Vascular adaptation in pregnancy and endothelial dysfunction in preeclampsia

Abstract

Maternal vascular adaptation to pregnancy is critically important to expand the capacity for blood flow through the uteroplacental unit to meet the needs of the developing fetus. Failure of the maternal vasculature to properly adapt can result in hypertensive disorders of pregnancy such as preeclampsia (PE). Herein, we review the endocrinology of maternal adaptation to pregnancy and contrast this with that of PE. Our focus is specifically on those hormones that directly influence endothelial cell function and dysfunction, as endothelial cell dysfunction is a hallmark of PE. A variety of growth factors and cytokines are present in normal vascular adaptation to pregnancy. However, they have also been shown to be circulating at abnormal levels in PE pregnancies. Many of these factors promote endothelial dysfunction when present at abnormal levels by acutely inhibiting key Ca²⁺ signaling events and chronically promoting the breakdown of endothelial cell-cell contacts. Increasingly, our understanding of how the contributions of the placenta, immune cells, and the endothelium itself promote the endocrine milieu of PE is becoming clearer. We then describe in detail how the complex endocrine environment of PE affects endothelial cell function, why this has contributed to the difficulty in fully understanding and treating this disorder, and how a focus on signaling convergence points of many hormones may be a more successful treatment strategy.
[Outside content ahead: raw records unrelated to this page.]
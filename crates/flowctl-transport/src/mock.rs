// Copyright 2024-2026 Farlight Networks, LLC
//
// Licensed under the Apache License, Version 2.0 (the "License");
// you may not use this file except in compliance with the License.
// You may obtain a copy of the License at
//
//     http://www.apache.org/licenses/LICENSE-2.0
//
// Unless required by applicable law or agreed to in writing, software
// distributed under the License is distributed on an "AS IS" BASIS,
// WITHOUT WARRANTIES OR CONDITIONS OF ANY KIND, either express or implied.
// See the License for the specific language governing permissions and
// limitations under the License.

// Mutex::lock().unwrap() is the standard pattern in Rust. The lock only fails
// if the mutex is poisoned, which indicates a bug elsewhere that should
// propagate.
#![allow(clippy::unwrap_used, clippy::missing_panics_doc)]

//! Mock transport implementation for testing.
//!
//! Provides in-memory links for unit and integration tests that need to
//! control exactly when a socket is writable, how much a write accepts and
//! when the peer goes away.

use crate::{Acceptor, Dialer, Link, LinkKind};
use bytes::{Buf, Bytes};
use std::collections::VecDeque;
use std::future::poll_fn;
use std::io;
use std::net::{Ipv4Addr, SocketAddr};
use std::sync::atomic::{AtomicU16, AtomicUsize, Ordering};
use std::sync::{Arc, Mutex};
use std::task::{Poll, Waker};
use tokio::sync::mpsc;

/// Port used for the accepting side of mock links.
pub const MOCK_SERVER_PORT: u16 = 6653;

static NEXT_CLIENT_PORT: AtomicU16 = AtomicU16::new(40000);

/// One direction of a mock link.
#[derive(Debug, Default)]
struct Pipe {
    chunks: VecDeque<Bytes>,
    read_waker: Option<Waker>,
}

/// Per-side write controls.
#[derive(Debug)]
struct Side {
    writable: bool,
    write_limit: Option<usize>,
    write_waker: Option<Waker>,
    addr: SocketAddr,
}

/// State shared between the two ends of a mock link.
#[derive(Debug)]
struct SharedState {
    kind: LinkKind,
    /// `pipes[i]` carries data written by side `i`.
    pipes: [Pipe; 2],
    sides: [Side; 2],
    /// Live handles per side; the link closes when either reaches zero.
    handles: [usize; 2],
    closed: bool,
}

impl SharedState {
    fn wake_all(&mut self) {
        for pipe in &mut self.pipes {
            if let Some(waker) = pipe.read_waker.take() {
                waker.wake();
            }
        }
        for side in &mut self.sides {
            if let Some(waker) = side.write_waker.take() {
                waker.wake();
            }
        }
    }
}

/// Creates a connected pair of mock links.
///
/// Data written on one end can be read on the other. The first link is
/// the "client" end, the second the "server" end.
#[must_use]
pub fn mock_link_pair(kind: LinkKind) -> (MockLink, MockLink) {
    let client_port = NEXT_CLIENT_PORT.fetch_add(1, Ordering::Relaxed);
    let side = |port| Side {
        writable: true,
        write_limit: None,
        write_waker: None,
        addr: SocketAddr::from((Ipv4Addr::LOCALHOST, port)),
    };

    let state = Arc::new(Mutex::new(SharedState {
        kind,
        pipes: [Pipe::default(), Pipe::default()],
        sides: [side(client_port), side(MOCK_SERVER_PORT)],
        handles: [1, 1],
        closed: false,
    }));

    let client = MockLink {
        state: Arc::clone(&state),
        side: 0,
    };
    let server = MockLink { state, side: 1 };

    (client, server)
}

/// An in-memory link for testing.
///
/// Dropping the last handle to either end closes the link, like dropping
/// a socket.
#[derive(Debug)]
pub struct MockLink {
    state: Arc<Mutex<SharedState>>,
    side: usize,
}

impl Clone for MockLink {
    fn clone(&self) -> Self {
        self.state.lock().unwrap().handles[self.side] += 1;
        Self {
            state: Arc::clone(&self.state),
            side: self.side,
        }
    }
}

impl Drop for MockLink {
    fn drop(&mut self) {
        if let Ok(mut state) = self.state.lock() {
            state.handles[self.side] -= 1;
            if state.handles[self.side] == 0 {
                state.closed = true;
                state.wake_all();
            }
        }
    }
}

impl MockLink {
    const fn peer(&self) -> usize {
        1 - self.side
    }

    /// Controls whether writes on this end succeed or would block.
    pub fn set_writable(&self, writable: bool) {
        let mut state = self.state.lock().unwrap();
        state.sides[self.side].writable = writable;
        if writable {
            if let Some(waker) = state.sides[self.side].write_waker.take() {
                waker.wake();
            }
        }
    }

    /// Caps how many bytes a single write on this end accepts.
    pub fn set_write_limit(&self, limit: Option<usize>) {
        self.state.lock().unwrap().sides[self.side].write_limit = limit;
    }

    /// Tears down the link in both directions.
    ///
    /// Stream reads on either end drain buffered data and then see end of
    /// stream; datagram reads fail with `ConnectionReset`. Writes fail with
    /// `BrokenPipe`.
    pub fn close(&self) {
        let mut state = self.state.lock().unwrap();
        state.closed = true;
        state.wake_all();
    }

    /// Returns true if either end closed the link.
    #[must_use]
    pub fn is_closed(&self) -> bool {
        self.state.lock().unwrap().closed
    }

    /// Number of written chunks not yet read by this end.
    #[must_use]
    pub fn pending_chunks(&self) -> usize {
        let state = self.state.lock().unwrap();
        state.pipes[self.peer()].chunks.len()
    }

    /// Writes a whole buffer regardless of writability.
    ///
    /// # Errors
    ///
    /// Returns `BrokenPipe` if the link is closed.
    pub fn inject(&self, data: &[u8]) -> io::Result<()> {
        let mut state = self.state.lock().unwrap();
        if state.closed {
            return Err(io::ErrorKind::BrokenPipe.into());
        }
        let side = self.side;
        state.pipes[side]
            .chunks
            .push_back(Bytes::copy_from_slice(data));
        if let Some(waker) = state.pipes[side].read_waker.take() {
            waker.wake();
        }
        Ok(())
    }

    /// Waits for the next chunk written by the other end.
    ///
    /// Returns `None` once the link is closed and drained.
    pub async fn recv(&self) -> Option<Bytes> {
        poll_fn(|cx| {
            let mut state = self.state.lock().unwrap();
            let peer = self.peer();
            if let Some(chunk) = state.pipes[peer].chunks.pop_front() {
                return Poll::Ready(Some(chunk));
            }
            if state.closed {
                return Poll::Ready(None);
            }
            state.pipes[peer].read_waker = Some(cx.waker().clone());
            Poll::Pending
        })
        .await
    }
}

impl Link for MockLink {
    fn kind(&self) -> LinkKind {
        self.state.lock().unwrap().kind
    }

    fn peer_addr(&self) -> io::Result<SocketAddr> {
        let state = self.state.lock().unwrap();
        Ok(state.sides[self.peer()].addr)
    }

    async fn readable(&self) -> io::Result<()> {
        poll_fn(|cx| {
            let mut state = self.state.lock().unwrap();
            let peer = self.peer();
            if state.closed || !state.pipes[peer].chunks.is_empty() {
                return Poll::Ready(Ok(()));
            }
            state.pipes[peer].read_waker = Some(cx.waker().clone());
            Poll::Pending
        })
        .await
    }

    async fn writable(&self) -> io::Result<()> {
        poll_fn(|cx| {
            let mut state = self.state.lock().unwrap();
            if state.closed {
                return Poll::Ready(Err(io::ErrorKind::BrokenPipe.into()));
            }
            let side = &mut state.sides[self.side];
            if side.writable {
                return Poll::Ready(Ok(()));
            }
            side.write_waker = Some(cx.waker().clone());
            Poll::Pending
        })
        .await
    }

    fn try_read(&self, buf: &mut [u8]) -> io::Result<usize> {
        let mut state = self.state.lock().unwrap();
        let kind = state.kind;
        let closed = state.closed;
        let pipe = &mut state.pipes[self.peer()];

        match kind {
            LinkKind::Datagram => match pipe.chunks.pop_front() {
                Some(datagram) => {
                    let n = datagram.len().min(buf.len());
                    buf[..n].copy_from_slice(&datagram[..n]);
                    Ok(n)
                }
                None if closed => Err(io::ErrorKind::ConnectionReset.into()),
                None => Err(io::ErrorKind::WouldBlock.into()),
            },
            LinkKind::Stream => {
                if pipe.chunks.is_empty() {
                    return if closed {
                        Ok(0)
                    } else {
                        Err(io::ErrorKind::WouldBlock.into())
                    };
                }
                let mut filled = 0;
                while filled < buf.len() {
                    let Some(chunk) = pipe.chunks.front_mut() else {
                        break;
                    };
                    let n = chunk.len().min(buf.len() - filled);
                    buf[filled..filled + n].copy_from_slice(&chunk[..n]);
                    chunk.advance(n);
                    filled += n;
                    if chunk.is_empty() {
                        pipe.chunks.pop_front();
                    }
                }
                Ok(filled)
            }
        }
    }

    fn try_write(&self, buf: &[u8]) -> io::Result<usize> {
        let mut state = self.state.lock().unwrap();
        if state.closed {
            return Err(io::ErrorKind::BrokenPipe.into());
        }
        let side = &state.sides[self.side];
        if !side.writable {
            return Err(io::ErrorKind::WouldBlock.into());
        }
        let n = side.write_limit.map_or(buf.len(), |limit| limit.min(buf.len()));

        let pipe = &mut state.pipes[self.side];
        pipe.chunks.push_back(Bytes::copy_from_slice(&buf[..n]));
        if let Some(waker) = pipe.read_waker.take() {
            waker.wake();
        }
        Ok(n)
    }
}

/// Hands out scripted links, one per dial attempt.
///
/// An empty script refuses the connection.
#[derive(Debug, Clone, Default)]
pub struct MockDialer {
    script: Arc<Mutex<VecDeque<io::Result<MockLink>>>>,
    attempts: Arc<AtomicUsize>,
}

impl MockDialer {
    /// Creates a dialer with an empty script.
    #[must_use]
    pub fn new() -> Self {
        Self::default()
    }

    /// Queues a link for a future dial attempt.
    pub fn push_link(&self, link: MockLink) {
        self.script.lock().unwrap().push_back(Ok(link));
    }

    /// Queues a failure for a future dial attempt.
    pub fn push_error(&self, kind: io::ErrorKind) {
        self.script.lock().unwrap().push_back(Err(kind.into()));
    }

    /// Number of dial attempts made so far.
    #[must_use]
    pub fn attempts(&self) -> usize {
        self.attempts.load(Ordering::SeqCst)
    }
}

impl Dialer for MockDialer {
    type Link = MockLink;

    async fn dial(&self) -> io::Result<MockLink> {
        self.attempts.fetch_add(1, Ordering::SeqCst);
        self.script
            .lock()
            .unwrap()
            .pop_front()
            .unwrap_or_else(|| Err(io::ErrorKind::ConnectionRefused.into()))
    }
}

/// Creates a mock listening endpoint.
///
/// Each [`MockConnector::connect`] produces a link pair and delivers the
/// server end to the [`MockAcceptor`].
#[must_use]
pub fn mock_listener(kind: LinkKind) -> (MockAcceptor, MockConnector) {
    let (tx, rx) = mpsc::unbounded_channel();
    (
        MockAcceptor {
            incoming: tokio::sync::Mutex::new(rx),
        },
        MockConnector { kind, tx },
    )
}

/// Accepting side of [`mock_listener`].
#[derive(Debug)]
pub struct MockAcceptor {
    incoming: tokio::sync::Mutex<mpsc::UnboundedReceiver<MockLink>>,
}

impl Acceptor for MockAcceptor {
    type Link = MockLink;

    async fn accept(&self) -> io::Result<(MockLink, SocketAddr)> {
        let link = self
            .incoming
            .lock()
            .await
            .recv()
            .await
            .ok_or_else(|| io::Error::from(io::ErrorKind::NotConnected))?;
        let addr = link.peer_addr()?;
        Ok((link, addr))
    }

    fn local_addr(&self) -> io::Result<SocketAddr> {
        Ok(SocketAddr::from((Ipv4Addr::LOCALHOST, MOCK_SERVER_PORT)))
    }
}

/// Connecting side of [`mock_listener`].
#[derive(Debug, Clone)]
pub struct MockConnector {
    kind: LinkKind,
    tx: mpsc::UnboundedSender<MockLink>,
}

impl MockConnector {
    /// Connects to the paired acceptor and returns the client end.
    ///
    /// # Errors
    ///
    /// Returns `ConnectionRefused` if the acceptor was dropped.
    pub fn connect(&self) -> io::Result<MockLink> {
        let (client, server) = mock_link_pair(self.kind);
        self.tx
            .send(server)
            .map_err(|_| io::Error::from(io::ErrorKind::ConnectionRefused))?;
        Ok(client)
    }
}

impl Dialer for MockConnector {
    type Link = MockLink;

    async fn dial(&self) -> io::Result<MockLink> {
        self.connect()
    }
}
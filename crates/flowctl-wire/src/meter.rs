// Copyright 2024-2026 Farlight Networks, LLC
//
// Licensed under the Apache License, Version 2.0 (the "License");
// you may not use this file except in compliance with the License.
// You may obtain a copy of the License at
//
//     http://www.apache.org/licenses/LICENSE-2.0
//
// Unless required by applicable law or agreed to in writing, software
// distributed under the License is distributed on an "AS IS" BASIS,
// WITHOUT WARRANTIES OR CONDITIONS OF ANY KIND, either express or implied.
// See the License for the specific language governing permissions and
// limitations under the License.

//! Meter structures (1.3).

use crate::buf::{pad8, BufMutExt, Reader};
use crate::{DecodeError, EncodeError, Version};
use bytes::{BufMut, Bytes, BytesMut};

/// Meter modification commands.
pub mod meter_command {
    /// Create a meter.
    pub const ADD: u16 = 0;
    /// Replace a meter's bands.
    pub const MODIFY: u16 = 1;
    /// Delete a meter.
    pub const DELETE: u16 = 2;
}

/// Meter configuration flags.
pub mod meter_flags {
    /// Rates are in kb/s.
    pub const KBPS: u16 = 1 << 0;
    /// Rates are in packets/s.
    pub const PKTPS: u16 = 1 << 1;
    /// Burst sizes are honoured.
    pub const BURST: u16 = 1 << 2;
    /// Collect statistics.
    pub const STATS: u16 = 1 << 3;
}

/// A meter band.
#[derive(Debug, Clone, PartialEq, Eq)]
pub enum MeterBand {
    /// Drop packets above the rate.
    Drop {
        /// Rate threshold.
        rate: u32,
        /// Burst size.
        burst_size: u32,
    },
    /// Raise the drop precedence of packets above the rate.
    DscpRemark {
        /// Rate threshold.
        rate: u32,
        /// Burst size.
        burst_size: u32,
        /// Precedence levels to add.
        prec_level: u8,
    },
    /// Experimenter band.
    Experimenter {
        /// Rate threshold.
        rate: u32,
        /// Burst size.
        burst_size: u32,
        /// Experimenter id.
        experimenter: u32,
        /// Opaque body.
        data: Bytes,
    },
}

impl MeterBand {
    /// Encoded size.
    #[must_use]
    pub fn wire_len(&self) -> usize {
        match self {
            Self::Drop { .. } | Self::DscpRemark { .. } => 16,
            Self::Experimenter { data, .. } => pad8(16 + data.len()),
        }
    }

    /// The band's rate.
    #[must_use]
    pub const fn rate(&self) -> u32 {
        match self {
            Self::Drop { rate, .. } | Self::DscpRemark { rate, .. } | Self::Experimenter { rate, .. } => {
                *rate
            }
        }
    }

    pub(crate) fn list_len(bands: &[Self]) -> usize {
        bands.iter().map(Self::wire_len).sum()
    }

    pub(crate) fn encode(&self, buf: &mut BytesMut) {
        let len = self.wire_len();
        match self {
            Self::Drop { rate, burst_size } => {
                put_band_header(buf, 1, len, *rate, *burst_size);
                buf.put_zeros(4);
            }
            Self::DscpRemark {
                rate,
                burst_size,
                prec_level,
            } => {
                put_band_header(buf, 2, len, *rate, *burst_size);
                buf.put_u8(*prec_level);
                buf.put_zeros(3);
            }
            Self::Experimenter {
                rate,
                burst_size,
                experimenter,
                data,
            } => {
                put_band_header(buf, 0xffff, len, *rate, *burst_size);
                buf.put_u32(*experimenter);
                buf.put_slice(data);
                buf.put_zeros(len - 16 - data.len());
            }
        }
    }

    pub(crate) fn encode_list(bands: &[Self], buf: &mut BytesMut) {
        for band in bands {
            band.encode(buf);
        }
    }

    pub(crate) fn decode(r: &mut Reader<'_>) -> Result<Self, DecodeError> {
        let mut b = r.element("meter band", 2, 16)?;
        let code = b.u16()?;
        b.skip(2)?;
        let rate = b.u32()?;
        let burst_size = b.u32()?;
        let band = match code {
            1 => {
                b.skip(4)?;
                Self::Drop { rate, burst_size }
            }
            2 => {
                let prec_level = b.u8()?;
                b.skip(3)?;
                Self::DscpRemark {
                    rate,
                    burst_size,
                    prec_level,
                }
            }
            0xffff => Self::Experimenter {
                rate,
                burst_size,
                experimenter: b.u32()?,
                data: b.rest(),
            },
            _ => {
                return Err(DecodeError::unknown_sub_type(
                    "meter band",
                    Version::V1_3,
                    code,
                ))
            }
        };
        b.finish("meter band")?;
        Ok(band)
    }

    pub(crate) fn decode_list(r: &mut Reader<'_>) -> Result<Vec<Self>, DecodeError> {
        let mut out = Vec::new();
        while !r.is_empty() {
            out.push(Self::decode(r)?);
        }
        Ok(out)
    }
}

fn put_band_header(buf: &mut BytesMut, code: u16, len: usize, rate: u32, burst: u32) {
    buf.put_u16(code);
    buf.put_u16(len as u16);
    buf.put_u32(rate);
    buf.put_u32(burst);
}

/// Meter table modification.
#[derive(Debug, Clone, PartialEq, Eq)]
pub struct MeterMod {
    /// One of [`meter_command`].
    pub command: u16,
    /// Combination of [`meter_flags`].
    pub flags: u16,
    /// Meter id.
    pub meter_id: u32,
    /// Bands of the meter.
    pub bands: Vec<MeterBand>,
}

impl MeterMod {
    pub(crate) fn body_len(&self) -> usize {
        8 + MeterBand::list_len(&self.bands)
    }

    pub(crate) fn encode(&self, version: Version, buf: &mut BytesMut) -> Result<(), EncodeError> {
        if version != Version::V1_3 {
            return Err(EncodeError::unsupported(version, "meter modification"));
        }
        buf.put_u16(self.command);
        buf.put_u16(self.flags);
        buf.put_u32(self.meter_id);
        MeterBand::encode_list(&self.bands, buf);
        Ok(())
    }

    pub(crate) fn decode(r: &mut Reader<'_>) -> Result<Self, DecodeError> {
        Ok(Self {
            command: r.u16()?,
            flags: r.u16()?,
            meter_id: r.u32()?,
            bands: MeterBand::decode_list(r)?,
        })
    }
}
Keywords: Ca2+; cytokines; endocrinology; preeclampsia; pregnancy adaptation.

Figure 1. Proposed Mechanism of Endothelial Dysfunction in Preeclampsia

A diverse array of inflammatory hormones are altered in the circulation of late-term PE pregnancies compared to normal pregnancies. Together, these result in activation of kinase signaling pathways such as Src, ERK, PKC, and possibly others. Activation of these pathways results in both acute and long-term changes at the level of the plasma membrane. Acutely, closure of Cx43 alone results in immediate endothelial dysfunction by reducing the capacity of endothelial cells to coordinate Ca2+ responses needed to stimulate production of vasodilators (NO, PGI2). Longer term, further damage to cell junctional proteins such as ZO-1 and VECadherin (by altered turnover or degradation by MMPs) causes a reduction in cell endothelial monolayer integrity and even vessel leakage (edema).